TASK OBJECTIVE:
Every entry needs to be duplicated exactly.

Dataset items
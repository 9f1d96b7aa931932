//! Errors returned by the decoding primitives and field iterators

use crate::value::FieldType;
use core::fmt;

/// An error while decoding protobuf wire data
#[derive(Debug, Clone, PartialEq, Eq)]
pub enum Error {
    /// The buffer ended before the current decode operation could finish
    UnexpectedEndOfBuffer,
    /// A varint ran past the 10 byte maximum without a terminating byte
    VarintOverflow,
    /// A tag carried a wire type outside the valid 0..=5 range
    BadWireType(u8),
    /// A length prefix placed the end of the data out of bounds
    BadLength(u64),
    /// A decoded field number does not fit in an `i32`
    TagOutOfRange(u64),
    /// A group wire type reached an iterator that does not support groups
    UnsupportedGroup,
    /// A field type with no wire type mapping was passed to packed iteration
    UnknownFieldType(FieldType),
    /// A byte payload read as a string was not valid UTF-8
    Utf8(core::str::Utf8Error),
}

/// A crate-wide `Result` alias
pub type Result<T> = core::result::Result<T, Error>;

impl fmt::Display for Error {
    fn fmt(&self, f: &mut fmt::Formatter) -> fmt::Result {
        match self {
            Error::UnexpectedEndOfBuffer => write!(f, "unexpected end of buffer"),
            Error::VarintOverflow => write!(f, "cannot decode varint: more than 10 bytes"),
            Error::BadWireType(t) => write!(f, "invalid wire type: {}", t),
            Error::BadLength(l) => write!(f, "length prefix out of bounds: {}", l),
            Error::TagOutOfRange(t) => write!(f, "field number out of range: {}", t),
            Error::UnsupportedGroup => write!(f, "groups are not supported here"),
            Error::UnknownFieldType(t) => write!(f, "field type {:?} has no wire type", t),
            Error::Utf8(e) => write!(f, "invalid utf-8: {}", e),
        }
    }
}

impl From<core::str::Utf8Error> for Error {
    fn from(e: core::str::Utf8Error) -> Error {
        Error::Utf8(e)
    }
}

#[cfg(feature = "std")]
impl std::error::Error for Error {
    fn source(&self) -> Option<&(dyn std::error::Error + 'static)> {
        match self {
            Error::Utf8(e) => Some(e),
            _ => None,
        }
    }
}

SOLUTION:
repository 9f1d96b7aa931932
//! Errors returned by the decoding primitives and field iterators

use crate::value::FieldType;
use core::fmt;

/// An error while decoding protobuf wire data
#[derive(Debug, Clone, PartialEq, Eq)]
pub enum Error {
    /// The buffer ended before the current decode operation could finish
    UnexpectedEndOfBuffer,
    /// A varint ran past the 10 byte maximum without a terminating byte
    VarintOverflow,
    /// A tag carried a wire type outside the valid 0..=5 range
    BadWireType(u8),
    /// A length prefix placed the end of the data out of bounds
    BadLength(u64),
    /// A decoded field number does not fit in an `i32`
    TagOutOfRange(u64),
    /// A group wire type reached an iterator that does not support groups
    UnsupportedGroup,
    /// A field type with no wire type mapping was passed to packed iteration
    UnknownFieldType(FieldType),
    /// A byte payload read as a string was not valid UTF-8
    Utf8(core::str::Utf8Error),
}

/// A crate-wide `Result` alias
pub type Result<T> = core::result::Result<T, Error>;

impl fmt::Display for Error {
    fn fmt(&self, f: &mut fmt::Formatter) -> fmt::Result {
        match self {
            Error::UnexpectedEndOfBuffer => write!(f, "unexpected end of buffer"),
            Error::VarintOverflow => write!(f, "cannot decode varint: more than 10 bytes"),
            Error::BadWireType(t) => write!(f, "invalid wire type: {}", t),
            Error::BadLength(l) => write!(f, "length prefix out of bounds: {}", l),
            Error::TagOutOfRange(t) => write!(f, "field number out of range: {}", t),
            Error::UnsupportedGroup => write!(f, "groups are not supported here"),
            Error::UnknownFieldType(t) => write!(f, "field type {:?} has no wire type", t),
            Error::Utf8(e) => write!(f, "invalid utf-8: {}", e),
        }
    }
}

impl From<core::str::Utf8Error> for Error {
    fn from(e: core::str::Utf8Error) -> Error {
        Error::Utf8(e)
    }
}

#[cfg(feature = "std")]
impl std::error::Error for Error {
    fn source(&self) -> Option<&(dyn std::error::Error + 'static)> {
        match self {
            Error::Utf8(e) => Some(e),
            _ => None,
        }
    }
}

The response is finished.